In a report about the rest of the fest’s night, which took place at the Hollywood Bowl, the publication deemed it “tonally strange — an incongruous event that at times felt more like a rally than a comedy show.” There were lots of comedians, including Michelle Wolf, Jimmy Carr, and Chris Rock, who slipped in a decent off-the-cuff joke about his own on-stage attack at this year’s Oscars.
But not all of the comics decided to only be funny. Jon Stewart, Vanity Fair reported, seemed “evidently less concerned with telling jokes on Tuesday and and more concerned with railing against the government, continually returning to recent news regarding the leaked SCOTUS draft that would overturn Roe v. Wade.” Though there were jokes about the Russian invasion, there was an “emotional tirade” about crumbling American democracy and some material that seemed “pff-the cuff and not fully formed,” and also “didn’t seem to land with the pro-Chappelle audience.”

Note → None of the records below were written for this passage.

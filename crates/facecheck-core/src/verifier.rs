//! ID-vs-selfie verification: detect → crop → embed → compare.
//!
//! Stages run in a fixed order and the first failure ends the request:
//!
//! ```text
//! detect_id → detect_selfie → embed_id → embed_selfie → compare
//! ```
//!
//! A missing face is a normal outcome, not a fault, and is never retried.

use crate::comparator::{Comparator, ComparisonError};
use crate::config::VerifierConfig;
use crate::detector::{DetectorError, FaceDetector, SsdFaceDetector};
use crate::embedder::{ArcFaceEmbedder, EmbeddingError, FaceEmbedder};
use crate::intake::crop_face;
use crate::quality::assess_quality;
use crate::types::{Embedding, FaceRegion, ImageKind, QualityPair, Verification};
use image::RgbImage;
use serde::{Deserialize, Serialize};
use std::sync::Arc;
use thiserror::Error;

#[derive(Error, Debug)]
pub enum VerifyError {
    #[error("face not detected in {0} image")]
    FaceNotFound(ImageKind),
    #[error("face detection failed on {image} image: {source}")]
    Detector {
        image: ImageKind,
        source: DetectorError,
    },
    #[error("embedding failed on {image} image: {source}")]
    Embedding {
        image: ImageKind,
        source: EmbeddingError,
    },
    #[error("comparison failed: {0}")]
    Comparison(#[from] ComparisonError),
}

/// Serializable terminal result of one request, tagged by `status`.
#[derive(Debug, Clone, PartialEq, Serialize, Deserialize)]
#[serde(tag = "status", rename_all = "lowercase")]
pub enum VerificationResult {
    Success(Verification),
    Error { error: String },
}

impl From<Result<Verification, VerifyError>> for VerificationResult {
    fn from(result: Result<Verification, VerifyError>) -> Self {
        match result {
            Ok(v) => VerificationResult::Success(v),
            Err(e) => VerificationResult::Error {
                error: e.to_string(),
            },
        }
    }
}

/// Pipeline coordinator. Holds shared, immutable model handles and may be
/// used from many threads at once.
#[derive(Clone)]
pub struct Verifier {
    detector: Arc<dyn FaceDetector>,
    embedder: Arc<dyn FaceEmbedder>,
    comparator: Comparator,
    crop_margin: f32,
}

impl Verifier {
    pub fn new(
        detector: Arc<dyn FaceDetector>,
        embedder: Arc<dyn FaceEmbedder>,
        comparator: Comparator,
    ) -> Self {
        Self {
            detector,
            embedder,
            comparator,
            crop_margin: 0.0,
        }
    }

    /// Widen each detected box by this fraction per side before embedding.
    pub fn with_crop_margin(mut self, margin: f32) -> Self {
        self.crop_margin = margin;
        self
    }

    /// Load both ONNX models described by `config`. Fails fast if either is
    /// missing or cannot be initialized.
    pub fn from_config(config: &VerifierConfig) -> Result<Self, LoadError> {
        config.validate()?;

        let detector = SsdFaceDetector::load(
            &config.detector_model_path(),
            config.detection_threshold,
            config.min_face_size,
            config.intra_threads,
        )?;
        let embedder = ArcFaceEmbedder::load(
            &config.embedder_model_path(),
            config.embedding_dim,
            config.min_crop_size,
            config.intra_threads,
        )?;
        let comparator =
            Comparator::new(config.match_threshold).with_expected_dim(config.embedding_dim);

        tracing::info!(
            match_threshold = config.match_threshold,
            detection_threshold = config.detection_threshold,
            "verifier ready"
        );

        Ok(Self::new(Arc::new(detector), Arc::new(embedder), comparator)
            .with_crop_margin(config.crop_margin))
    }

    pub fn comparator(&self) -> &Comparator {
        &self.comparator
    }

    /// Run the detector alone, for diagnostics.
    pub fn detect(&self, image: &RgbImage) -> Result<Option<FaceRegion>, DetectorError> {
        self.detector.detect(image)
    }

    /// Verify that `id_image` and `selfie_image` show the same person.
    pub fn verify(
        &self,
        id_image: &RgbImage,
        selfie_image: &RgbImage,
    ) -> Result<Verification, VerifyError> {
        let id_face = self.detect_stage(id_image, ImageKind::Aadhaar)?;
        let selfie_face = self.detect_stage(selfie_image, ImageKind::Selfie)?;

        let id_embedding = self.embed_stage(id_image, &id_face, ImageKind::Aadhaar)?;
        let selfie_embedding = self.embed_stage(selfie_image, &selfie_face, ImageKind::Selfie)?;

        tracing::debug!(stage = "compare", "comparing embeddings");
        let decision = self.comparator.compare(&id_embedding, &selfie_embedding)?;

        let quality = QualityPair {
            aadhaar: assess_quality(id_image, &id_face),
            selfie: assess_quality(selfie_image, &selfie_face),
        };

        tracing::info!(
            is_match = decision.is_match,
            confidence = decision.confidence,
            threshold = self.comparator.threshold(),
            "verification complete"
        );

        Ok(Verification {
            is_match: decision.is_match,
            confidence: decision.confidence,
            quality,
        })
    }

    fn detect_stage(&self, image: &RgbImage, kind: ImageKind) -> Result<FaceRegion, VerifyError> {
        tracing::debug!(stage = "detect", image = %kind, width = image.width(), height = image.height(), "detecting face");
        let face = self
            .detector
            .detect(image)
            .map_err(|source| VerifyError::Detector { image: kind, source })?;

        match face {
            Some(face) => {
                tracing::debug!(image = %kind, confidence = face.confidence, "face detected");
                Ok(face)
            }
            None => {
                tracing::info!(image = %kind, "no face detected");
                Err(VerifyError::FaceNotFound(kind))
            }
        }
    }

    fn embed_stage(
        &self,
        image: &RgbImage,
        face: &FaceRegion,
        kind: ImageKind,
    ) -> Result<Embedding, VerifyError> {
        tracing::debug!(stage = "embed", image = %kind, "extracting embedding");
        let crop = crop_face(image, face, self.crop_margin);
        self.embedder
            .embed(&crop)
            .map_err(|source| VerifyError::Embedding { image: kind, source })
    }
}

/// Failure to build a [`Verifier`] from configuration.
#[derive(Error, Debug)]
pub enum LoadError {
    #[error(transparent)]
    Config(#[from] crate::config::ConfigError),
    #[error("detector: {0}")]
    Detector(#[from] DetectorError),
    #[error("embedder: {0}")]
    Embedder(#[from] EmbeddingError),
}

#[cfg(test)]
mod tests {
    use super::*;
    use crate::types::QualityReport;

    #[test]
    fn test_face_not_found_message() {
        let err = VerifyError::FaceNotFound(ImageKind::Aadhaar);
        assert_eq!(err.to_string(), "face not detected in aadhaar image");
        let err = VerifyError::FaceNotFound(ImageKind::Selfie);
        assert_eq!(err.to_string(), "face not detected in selfie image");
    }

    #[test]
    fn test_result_serializes_error_status() {
        let result: VerificationResult = Err(VerifyError::FaceNotFound(ImageKind::Selfie)).into();
        let json = serde_json::to_value(&result).unwrap();
        assert_eq!(json["status"], "error");
        assert_eq!(json["error"], "face not detected in selfie image");
    }

    #[test]
    fn test_result_serializes_success_status() {
        let q = QualityReport { blur_score: 12.5, face_size_ratio: 0.25, brightness: 120.0 };
        let result: VerificationResult = Ok(Verification {
            is_match: true,
            confidence: 0.875,
            quality: QualityPair { aadhaar: q, selfie: q },
        })
        .into();
        let json = serde_json::to_value(&result).unwrap();
        assert_eq!(json["status"], "success");
        assert_eq!(json["match"], true);
        assert_eq!(json["confidence"], 0.875);
        assert_eq!(json["quality"]["aadhaar"]["face_size_ratio"], 0.25);
        assert_eq!(json["quality"]["selfie"]["brightness"], 120.0);
    }

    #[test]
    fn test_missing_models_fail_fast() {
        let config = VerifierConfig {
            model_dir: "/nonexistent/facecheck-models".into(),
            ..VerifierConfig::default()
        };
        match Verifier::from_config(&config) {
            Err(LoadError::Detector(DetectorError::ModelNotFound(path))) => {
                assert!(path.ends_with("res10_300x300_ssd_iter_140000.onnx"));
            }
            Err(other) => panic!("unexpected error: {other}"),
            Ok(_) => panic!("expected load failure"),
        }
    }
}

There was also dancing. And music. When it seemed like Chappelle’s set may finally start, the crowd got something else:
They were in for another surprise when dance group The Jabbawockeez flooded the stage and performed choreographed dances to six different songs. The night got increasingly absurd, when they were followed not by Chappelle, but a rap group called Coast Contra that performed a few unintelligible and unknown songs for the crowd. By this point, it felt like the powers that be were stalling, and the audience, cell phone-less, seemed to be growing impatient.